▶ WHAT YOU SHOULD DO:
In the entries below, find every line with "members" and copy it.

(Saved entries)
Start of Block
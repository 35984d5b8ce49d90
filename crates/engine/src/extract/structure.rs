// AstDoc - Solidity AST Documentation Extractor
// Copyright (C) 2024 Zhuo Zhang and Wuqi Zhang
//
// This program is free software: you can redistribute it and/or modify
// it under the terms of the GNU Affero General Public License as published by
// the Free Software Foundation, either version 3 of the License, or
// (at your option) any later version.
//
// This program is distributed in the hope that it will be useful,
// but WITHOUT ANY WARRANTY; without even the implied warranty of
// MERCHANTABILITY or FITNESS FOR A PARTICULAR PURPOSE. See the
// GNU Affero General Public License for more details.
//
// You should have received a copy of the GNU Affero General Public License
// along with this program. If not, see <https://www.gnu.org/licenses/>.

use serde::{Deserialize, Serialize};

use crate::{
    ast::{ContractMember, StructDefinition},
    extract::{parameter_type, Category, DeclarationRecord, Extract},
    LineIndex,
};

/// Documentation record of a struct.
#[derive(Debug, Clone, PartialEq, Eq, Serialize, Deserialize)]
#[serde(rename_all = "camelCase")]
pub struct StructDoc {
    pub name: String,
    pub members: Vec<StructMember>,
    pub line_number: usize,
}

/// One member of a struct.
#[derive(Debug, Clone, PartialEq, Eq, Serialize, Deserialize)]
pub struct StructMember {
    pub name: String,
    #[serde(rename = "type")]
    pub ty: String,
}

impl Extract for StructDefinition {
    const CATEGORY: Category = Category::Structs;

    fn select(member: &ContractMember) -> Option<&Self> {
        match member {
            ContractMember::StructDefinition(structure) => Some(structure),
            _ => None,
        }
    }

    fn extract(&self, lines: &LineIndex) -> DeclarationRecord {
        let members = self
            .members
            .iter()
            .map(|member| StructMember {
                name: member.name.clone(),
                ty: parameter_type(member).to_string(),
            })
            .collect();

        DeclarationRecord::Struct(StructDoc {
            name: self.name.clone(),
            members,
            line_number: lines.line_of(self.src.as_deref()),
        })
    }
}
End of Block
▶ SOLUTION FOR THIS PROBLEM:
    pub members: Vec<StructMember>,
        let members = self
            .members
            members,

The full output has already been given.